(Stored data entries)
# # # # # # #
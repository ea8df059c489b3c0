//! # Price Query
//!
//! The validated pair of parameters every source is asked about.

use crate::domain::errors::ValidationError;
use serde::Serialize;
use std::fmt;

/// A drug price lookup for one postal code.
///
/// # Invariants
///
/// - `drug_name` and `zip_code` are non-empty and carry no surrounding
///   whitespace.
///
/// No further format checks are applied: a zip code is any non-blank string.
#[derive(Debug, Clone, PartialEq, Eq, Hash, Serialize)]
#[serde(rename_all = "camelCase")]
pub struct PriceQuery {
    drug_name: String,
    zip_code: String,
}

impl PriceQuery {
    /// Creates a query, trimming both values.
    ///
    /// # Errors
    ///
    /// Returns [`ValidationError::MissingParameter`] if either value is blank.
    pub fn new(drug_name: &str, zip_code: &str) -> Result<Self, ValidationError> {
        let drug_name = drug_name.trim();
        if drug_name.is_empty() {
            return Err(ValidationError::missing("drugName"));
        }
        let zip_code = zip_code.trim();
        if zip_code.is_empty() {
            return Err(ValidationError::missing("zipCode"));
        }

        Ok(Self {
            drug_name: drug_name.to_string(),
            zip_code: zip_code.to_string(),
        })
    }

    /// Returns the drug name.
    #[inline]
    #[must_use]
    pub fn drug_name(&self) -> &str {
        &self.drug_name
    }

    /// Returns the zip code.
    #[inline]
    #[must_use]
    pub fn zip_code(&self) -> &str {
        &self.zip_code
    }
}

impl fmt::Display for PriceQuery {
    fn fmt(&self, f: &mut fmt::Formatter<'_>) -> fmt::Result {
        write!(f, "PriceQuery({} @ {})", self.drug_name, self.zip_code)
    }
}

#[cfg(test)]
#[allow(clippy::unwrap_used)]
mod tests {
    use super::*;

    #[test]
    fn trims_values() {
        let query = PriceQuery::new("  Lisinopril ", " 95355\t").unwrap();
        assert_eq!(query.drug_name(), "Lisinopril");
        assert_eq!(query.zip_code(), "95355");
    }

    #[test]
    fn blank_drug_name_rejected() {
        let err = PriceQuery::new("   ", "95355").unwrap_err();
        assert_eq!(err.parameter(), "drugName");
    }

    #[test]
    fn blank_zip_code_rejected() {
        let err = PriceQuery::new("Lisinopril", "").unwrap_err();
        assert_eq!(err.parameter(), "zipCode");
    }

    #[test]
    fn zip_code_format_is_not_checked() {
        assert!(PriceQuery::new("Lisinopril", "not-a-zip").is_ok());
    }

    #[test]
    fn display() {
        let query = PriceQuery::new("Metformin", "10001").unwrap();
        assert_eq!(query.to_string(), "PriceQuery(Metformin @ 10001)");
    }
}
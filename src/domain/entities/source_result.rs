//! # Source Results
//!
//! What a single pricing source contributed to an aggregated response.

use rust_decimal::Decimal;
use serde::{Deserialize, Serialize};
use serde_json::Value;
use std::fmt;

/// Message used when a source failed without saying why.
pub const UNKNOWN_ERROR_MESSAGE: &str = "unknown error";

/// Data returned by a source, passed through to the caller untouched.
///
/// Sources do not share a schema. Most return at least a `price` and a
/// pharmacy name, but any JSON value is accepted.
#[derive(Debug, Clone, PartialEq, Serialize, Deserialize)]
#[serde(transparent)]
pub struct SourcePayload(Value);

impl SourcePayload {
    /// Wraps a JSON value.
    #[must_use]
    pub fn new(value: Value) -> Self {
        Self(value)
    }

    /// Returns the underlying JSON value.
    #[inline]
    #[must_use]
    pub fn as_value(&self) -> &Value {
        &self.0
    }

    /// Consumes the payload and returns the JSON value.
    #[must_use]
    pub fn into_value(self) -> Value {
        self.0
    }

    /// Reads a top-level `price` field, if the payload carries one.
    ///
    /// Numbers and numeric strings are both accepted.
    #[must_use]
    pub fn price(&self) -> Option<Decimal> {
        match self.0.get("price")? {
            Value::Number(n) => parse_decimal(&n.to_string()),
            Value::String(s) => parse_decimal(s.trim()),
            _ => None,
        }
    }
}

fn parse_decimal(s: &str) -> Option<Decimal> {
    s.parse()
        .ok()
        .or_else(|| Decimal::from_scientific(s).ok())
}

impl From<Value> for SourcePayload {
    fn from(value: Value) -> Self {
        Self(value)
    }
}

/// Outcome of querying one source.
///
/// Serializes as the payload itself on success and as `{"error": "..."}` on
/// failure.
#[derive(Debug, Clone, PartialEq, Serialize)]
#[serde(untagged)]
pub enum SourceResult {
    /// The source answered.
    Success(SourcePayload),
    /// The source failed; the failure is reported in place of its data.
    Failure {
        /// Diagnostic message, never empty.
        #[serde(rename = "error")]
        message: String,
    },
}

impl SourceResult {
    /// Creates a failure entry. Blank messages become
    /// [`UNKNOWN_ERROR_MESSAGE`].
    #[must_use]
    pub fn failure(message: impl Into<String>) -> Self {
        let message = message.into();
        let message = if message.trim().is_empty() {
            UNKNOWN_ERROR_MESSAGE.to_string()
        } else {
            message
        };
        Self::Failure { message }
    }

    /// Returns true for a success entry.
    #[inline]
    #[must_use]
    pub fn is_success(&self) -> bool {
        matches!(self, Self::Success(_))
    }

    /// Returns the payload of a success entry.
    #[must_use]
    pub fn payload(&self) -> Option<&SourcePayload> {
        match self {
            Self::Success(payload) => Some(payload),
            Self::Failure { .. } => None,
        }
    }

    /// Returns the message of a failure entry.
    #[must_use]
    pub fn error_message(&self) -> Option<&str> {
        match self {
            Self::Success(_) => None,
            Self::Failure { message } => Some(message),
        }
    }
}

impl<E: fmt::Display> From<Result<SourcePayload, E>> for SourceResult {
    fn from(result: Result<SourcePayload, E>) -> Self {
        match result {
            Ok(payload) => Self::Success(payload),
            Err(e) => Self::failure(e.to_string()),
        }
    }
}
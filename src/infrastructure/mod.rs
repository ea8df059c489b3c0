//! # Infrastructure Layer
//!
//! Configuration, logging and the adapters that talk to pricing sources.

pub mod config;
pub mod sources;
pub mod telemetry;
# # # # # # #
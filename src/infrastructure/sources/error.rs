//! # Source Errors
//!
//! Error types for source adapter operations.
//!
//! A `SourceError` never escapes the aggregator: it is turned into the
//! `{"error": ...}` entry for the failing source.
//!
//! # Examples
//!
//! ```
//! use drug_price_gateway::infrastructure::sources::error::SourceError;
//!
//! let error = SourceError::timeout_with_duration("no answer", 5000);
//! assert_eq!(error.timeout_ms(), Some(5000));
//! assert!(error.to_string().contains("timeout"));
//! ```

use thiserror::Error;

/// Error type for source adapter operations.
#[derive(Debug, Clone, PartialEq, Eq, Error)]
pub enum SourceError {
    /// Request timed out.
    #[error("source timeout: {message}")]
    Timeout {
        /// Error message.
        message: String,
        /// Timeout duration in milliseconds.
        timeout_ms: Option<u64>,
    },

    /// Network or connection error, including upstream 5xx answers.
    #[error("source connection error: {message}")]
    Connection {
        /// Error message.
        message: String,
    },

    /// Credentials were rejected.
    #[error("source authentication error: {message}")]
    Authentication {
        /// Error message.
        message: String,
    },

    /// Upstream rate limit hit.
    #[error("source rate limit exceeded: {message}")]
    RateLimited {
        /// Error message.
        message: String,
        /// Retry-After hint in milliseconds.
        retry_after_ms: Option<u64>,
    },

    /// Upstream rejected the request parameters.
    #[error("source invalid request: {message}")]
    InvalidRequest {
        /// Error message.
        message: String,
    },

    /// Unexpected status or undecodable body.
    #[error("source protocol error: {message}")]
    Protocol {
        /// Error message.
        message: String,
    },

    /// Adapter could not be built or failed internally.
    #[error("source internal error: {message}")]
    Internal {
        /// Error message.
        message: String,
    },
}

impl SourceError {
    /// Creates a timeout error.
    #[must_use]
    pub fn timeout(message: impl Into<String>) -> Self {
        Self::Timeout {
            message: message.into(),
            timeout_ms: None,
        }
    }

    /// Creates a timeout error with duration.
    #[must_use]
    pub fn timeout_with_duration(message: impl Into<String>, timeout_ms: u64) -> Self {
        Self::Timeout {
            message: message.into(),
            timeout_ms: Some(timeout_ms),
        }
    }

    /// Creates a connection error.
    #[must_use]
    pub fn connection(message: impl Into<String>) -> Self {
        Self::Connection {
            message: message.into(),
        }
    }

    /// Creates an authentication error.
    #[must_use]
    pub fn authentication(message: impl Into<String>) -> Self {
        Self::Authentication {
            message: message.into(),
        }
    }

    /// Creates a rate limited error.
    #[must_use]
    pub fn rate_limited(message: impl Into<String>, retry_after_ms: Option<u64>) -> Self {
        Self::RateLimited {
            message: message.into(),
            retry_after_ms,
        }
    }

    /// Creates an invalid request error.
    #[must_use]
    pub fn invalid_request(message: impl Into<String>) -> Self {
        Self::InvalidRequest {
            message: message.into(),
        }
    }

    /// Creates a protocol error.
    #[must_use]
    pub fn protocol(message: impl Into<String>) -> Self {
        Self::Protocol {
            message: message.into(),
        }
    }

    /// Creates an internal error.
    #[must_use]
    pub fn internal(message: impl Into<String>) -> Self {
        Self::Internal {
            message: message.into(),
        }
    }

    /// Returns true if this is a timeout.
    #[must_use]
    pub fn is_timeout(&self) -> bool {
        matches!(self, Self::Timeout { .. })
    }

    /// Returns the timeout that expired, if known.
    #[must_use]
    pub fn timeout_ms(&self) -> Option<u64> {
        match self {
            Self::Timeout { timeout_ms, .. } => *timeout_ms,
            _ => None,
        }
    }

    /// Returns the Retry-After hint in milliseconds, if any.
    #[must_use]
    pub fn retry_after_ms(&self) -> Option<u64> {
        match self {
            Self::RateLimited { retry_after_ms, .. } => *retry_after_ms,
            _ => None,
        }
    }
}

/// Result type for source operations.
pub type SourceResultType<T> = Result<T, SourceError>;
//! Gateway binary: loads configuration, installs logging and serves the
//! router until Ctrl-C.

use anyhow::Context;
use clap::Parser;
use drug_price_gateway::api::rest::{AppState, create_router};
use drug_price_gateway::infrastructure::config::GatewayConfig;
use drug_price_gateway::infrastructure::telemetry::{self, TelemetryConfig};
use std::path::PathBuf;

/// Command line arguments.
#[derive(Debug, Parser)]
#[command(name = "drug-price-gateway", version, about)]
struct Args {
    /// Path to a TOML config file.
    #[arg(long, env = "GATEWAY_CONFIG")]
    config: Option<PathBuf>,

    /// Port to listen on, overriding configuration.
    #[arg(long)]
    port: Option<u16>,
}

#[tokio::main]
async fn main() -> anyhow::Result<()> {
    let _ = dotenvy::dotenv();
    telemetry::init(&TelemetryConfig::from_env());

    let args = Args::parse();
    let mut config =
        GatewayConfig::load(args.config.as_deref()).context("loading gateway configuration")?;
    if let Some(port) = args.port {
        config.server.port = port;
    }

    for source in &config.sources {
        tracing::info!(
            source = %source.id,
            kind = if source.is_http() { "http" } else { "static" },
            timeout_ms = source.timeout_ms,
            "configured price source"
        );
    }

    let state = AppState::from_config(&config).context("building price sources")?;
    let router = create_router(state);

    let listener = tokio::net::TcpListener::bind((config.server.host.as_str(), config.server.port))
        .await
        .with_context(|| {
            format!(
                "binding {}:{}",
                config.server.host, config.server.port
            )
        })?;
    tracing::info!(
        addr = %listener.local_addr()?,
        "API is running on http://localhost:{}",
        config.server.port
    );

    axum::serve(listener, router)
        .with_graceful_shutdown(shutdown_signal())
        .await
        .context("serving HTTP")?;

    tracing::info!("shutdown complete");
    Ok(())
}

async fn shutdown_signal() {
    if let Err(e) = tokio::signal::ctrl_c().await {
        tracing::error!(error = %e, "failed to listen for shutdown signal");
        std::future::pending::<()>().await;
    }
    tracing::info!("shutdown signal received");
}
# # # # # # #
Instructions to follow:
What you give back should be only the lines of the records above, starting at the line with "let mut config" and ending at the line with "kind = if source.is_http()", restated word for word.

Exercise response:
    let mut config =
        GatewayConfig::load(args.config.as_deref()).context("loading gateway configuration")?;
    if let Some(port) = args.port {
        config.server.port = port;
    }

    for source in &config.sources {
        tracing::info!(
            source = %source.id,
            kind = if source.is_http() { "http" } else { "static" },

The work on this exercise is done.